Pois é, como dizia Dylan, os tempos estão a mudar. Depois de décadas de impunidade, as claques começam a ser investigadas

O génio é intemporal. Não há génios velhos, nem há génios fora de moda. Os génios resistem ao tempo e ao conceito de passado. Bob Dylan é um desses casos. Canções escritas nos anos sessenta do século XX, quando a defesa dos direitos humanos nos Estados Unidos estava no centro de uma imensa revolução social e cultural, tornaram-se lendárias. Uma delas, The times they are a- changin’, escrita em 1964, representava um alerta quanto à força pujante da transformação geracional. Ninguém é insubstituível e ninguém deverá insistir em ir além do seu tempo. Por isso Dylan nos dizia na sua emblemática canção: «... a sua velha estrada/é rapidamente envelhecida/por favor saia da nova/ se não puder dar uma mão/ para os tempos que estão a mudar».

E, de facto, os tempos estão a mudar tão evidentemente que, até em Portugal, as claques de alguns clubes de futebol, que viveram décadas de impunidade, apesar da evidência dos seus desmandos, das suas ações escondidas numa opacidade conivente, da sua intolerância e violência, em confronto permanente com a liberdade de cada indivíduo e com as leis da República, estão, enfim, a ser alvo de investigação criminal.
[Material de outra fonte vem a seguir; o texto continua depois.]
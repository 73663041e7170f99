//! Sensor mounting compensation.
//!
//! The filter estimates the orientation of the sensor itself. When the
//! sensor sits on the tracked body at a fixed rotational offset, consumers
//! remove that offset at display time; the filter never sees it.

use crate::quaternion::Quaternion;

/// Remove a fixed mounting offset: `raw ⊗ calibration*`.
pub fn compensate(raw: Quaternion, calibration: Quaternion) -> Quaternion {
    raw * calibration.conjugate()
}

/// Fixed rotation of the sensor relative to the tracked body.
#[derive(Debug, Clone, Copy, PartialEq)]
pub struct MountingCalibration(Quaternion);

impl Default for MountingCalibration {
    fn default() -> Self {
        Self::identity()
    }
}

impl MountingCalibration {
    /// No offset; `apply` returns its input unchanged.
    pub const fn identity() -> Self {
        MountingCalibration(Quaternion::IDENTITY)
    }

    /// Offset from a (not necessarily normalized) quaternion. Degenerate
    /// input falls back to identity.
    pub fn new(offset: Quaternion) -> Self {
        MountingCalibration(offset.normalized().unwrap_or(Quaternion::IDENTITY))
    }

    /// Use the current raw estimate as the offset, so the present pose
    /// displays as level and facing forward.
    pub fn capture(raw: Quaternion) -> Self {
        Self::new(raw)
    }

    pub fn quaternion(&self) -> Quaternion {
        self.0
    }

    /// Orientation of the tracked body for display.
    pub fn apply(&self, raw: Quaternion) -> Quaternion {
        compensate(raw, self.0)
    }
}
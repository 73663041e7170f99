use crate::filter::DEFAULT_BETA;
use crate::quaternion::Quaternion;
use crate::{ImuvizError, Result};
use std::str::FromStr;
use std::time::Duration;

/// Default estimation rate.
pub const DEFAULT_TARGET_HZ: f64 = 30.0;

/// Estimator construction parameters.
#[derive(Debug, Clone, PartialEq)]
pub struct EstimatorConfig {
    /// Orientation the filter starts from (e.g. the mounting calibration).
    pub initial_orientation: Quaternion,
    /// Target cycle rate. The filter's sample period is `1 / target_hz`.
    pub target_hz: f64,
    /// Madgwick gain.
    pub beta: f64,
    /// Consecutive failed reads before the sensor is reported as faulted.
    pub fault_threshold: u32,
    /// Minimum wait between reconnect attempts after a disconnect.
    pub reconnect_delay: Duration,
}

impl Default for EstimatorConfig {
    fn default() -> Self {
        Self {
            initial_orientation: Quaternion::IDENTITY,
            target_hz: DEFAULT_TARGET_HZ,
            beta: DEFAULT_BETA,
            fault_threshold: 30,
            reconnect_delay: Duration::from_millis(500),
        }
    }
}

impl EstimatorConfig {
    pub fn with_initial_orientation(mut self, q: Quaternion) -> Self {
        self.initial_orientation = q;
        self
    }

    pub fn with_target_hz(mut self, hz: f64) -> Self {
        self.target_hz = hz;
        self
    }

    pub fn with_beta(mut self, beta: f64) -> Self {
        self.beta = beta;
        self
    }

    pub fn with_fault_threshold(mut self, n: u32) -> Self {
        self.fault_threshold = n;
        self
    }

    pub fn with_reconnect_delay(mut self, delay: Duration) -> Self {
        self.reconnect_delay = delay;
        self
    }

    /// Seconds between cycles.
    pub fn sample_period(&self) -> f64 {
        1.0 / self.target_hz
    }

    /// Wall-clock target period.
    pub fn period(&self) -> Duration {
        Duration::from_secs_f64(self.sample_period())
    }

    pub fn validate(&self) -> Result<()> {
        if !self.target_hz.is_finite() || self.target_hz <= 0.0 {
            return Err(ImuvizError::InvalidConfig(format!(
                "target_hz must be positive, got {}",
                self.target_hz
            )));
        }
        if Duration::try_from_secs_f64(self.sample_period()).is_err() {
            return Err(ImuvizError::InvalidConfig(format!(
                "target_hz {} gives a period too long to schedule",
                self.target_hz
            )));
        }
        if !self.beta.is_finite() || self.beta < 0.0 {
            return Err(ImuvizError::InvalidConfig(format!(
                "beta must be non-negative, got {}",
                self.beta
            )));
        }
        if self.initial_orientation.normalized().is_none() {
            return Err(ImuvizError::InvalidConfig(
                "initial orientation has zero or non-finite norm".into(),
            ));
        }
        if self.fault_threshold == 0 {
            return Err(ImuvizError::InvalidConfig("fault_threshold must be at least 1".into()));
        }
        Ok(())
    }

    /// Defaults overridden by environment variables:
    ///
    /// - `IMUVIZ_TARGET_HZ`
    /// - `IMUVIZ_BETA`
    /// - `IMUVIZ_FAULT_THRESHOLD`
    /// - `IMUVIZ_RECONNECT_MS`
    /// - `IMUVIZ_INITIAL_ORIENTATION` as `w,x,y,z`
    ///
    /// Unparsable values are logged and ignored.
    pub fn from_env() -> Result<Self> {
        Self::from_lookup(|name| std::env::var(name).ok())
    }

    pub(crate) fn from_lookup(lookup: impl Fn(&str) -> Option<String>) -> Result<Self> {
        let defaults = Self::default();
        let config = Self {
            initial_orientation: read_quaternion(&lookup, "IMUVIZ_INITIAL_ORIENTATION")
                .unwrap_or(defaults.initial_orientation),
            target_hz: read_value(&lookup, "IMUVIZ_TARGET_HZ").unwrap_or(defaults.target_hz),
            beta: read_value(&lookup, "IMUVIZ_BETA").unwrap_or(defaults.beta),
            fault_threshold: read_value(&lookup, "IMUVIZ_FAULT_THRESHOLD")
                .unwrap_or(defaults.fault_threshold),
            reconnect_delay: read_value::<u64>(&lookup, "IMUVIZ_RECONNECT_MS")
                .map(Duration::from_millis)
                .unwrap_or(defaults.reconnect_delay),
        };
        config.validate()?;
        Ok(config)
    }
}

fn read_value<T: FromStr>(lookup: &impl Fn(&str) -> Option<String>, name: &str) -> Option<T> {
    let raw = lookup(name)?;
    let value = raw.trim();
    if value.is_empty() {
        return None;
    }
    match value.parse::<T>() {
        Ok(v) => Some(v),
        Err(_) => {
            log::warn!("Ignoring {}='{}' (not parsable)", name, value);
            None
        }
    }
}

fn read_quaternion(lookup: &impl Fn(&str) -> Option<String>, name: &str) -> Option<Quaternion> {
    let raw = lookup(name)?;
    let parts: Option<Vec<f64>> = raw.split(',').map(|p| p.trim().parse::<f64>().ok()).collect();
    match parts.as_deref() {
        Some([w, x, y, z]) => Some(Quaternion::new(*w, *x, *y, *z)),
        _ => {
            log::warn!("Ignoring {}='{}' (expected w,x,y,z)", name, raw);
            None
        }
    }
}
Os jornalistas (e não só os da área do desporto) sofreram danos físicos e morais ao longo de muitos anos e as suas queixas perdiam-se na convicção serena das entidades públicas que viam todos os atropelos aos mais elementares direitos cívicos como alguns excessos «próprios do futebol». Como se houvesse uma lei para o país e outra para o futebol. Como se um cidadão que entrasse num estádio decidisse abdicar, por sua conta e risco. dos seus direitos essenciais. E, repito, foi assim durante décadas. Sucederam-se os governos, os parlamentos, os Presidentes da República e as entidades judiciais, mas o estado de impunidade das claques dos clubes de futebol e a tolerância para com o conluio óbvio e facilmente detetável entre essas guardas pretorianas e os principais dirigentes manteve-se sem ponta de remorso.

Sei do que falo. Lembro-me bem de certas assembleias exaltadas, no Sporting, no tempo em que sócios endoidecidos rasgavam os blocos de notas dos jornalistas, perante a passividade dos dirigentes; como recordo os tempos em que um presidente do Benfica mandava os jornalistas incómodos para uma bancada de imprensa, a que chamávamos a esplanada, colocada estrategicamente no meio da bancada dos sócios, sem qualquer resguardo ou controlo policial; e, evidentemente, que me recordo bem do clima de intimidação e das cenas de violência brutal no velho Estádio das Antas, no tempo do famigerado guarda Abel. Ninguém ligava a queixas e cada clube usava a sua guarda pretoriana à luz da conveniência dos seus regimes presidencialistas, absolutistas e, sobretudo, intocáveis.

Benfica e Sporting conheceram, ao nível da cadeia de sucessão de dirigentes e administradores, novas figuras, gente mais jovem, com uma visão mais responsável dos lugares que ocupam. Sobretudo no Sporting, clube que viveu o flagelo da invasão de Alcochete no consulado de Bruno de Carvalho, Frederico Varandas teve uma ação decisiva e corajosa na relação com as claques do seu clube. No FC Porto, porém, não houve qualquer alteração geracional e por isso nada mudou no que respeita ao velho conceito de se entender as claques como exército oficioso do regime, o que obriga a uma relação que, inevitavelmente, coloca a administração no universo da responsabilidade, pelo menos, moral das suas perversas ações. Saúde-se, pois, essa novidade histórica de vermos a polícia atuar, no futebol, em prol do estado de direito.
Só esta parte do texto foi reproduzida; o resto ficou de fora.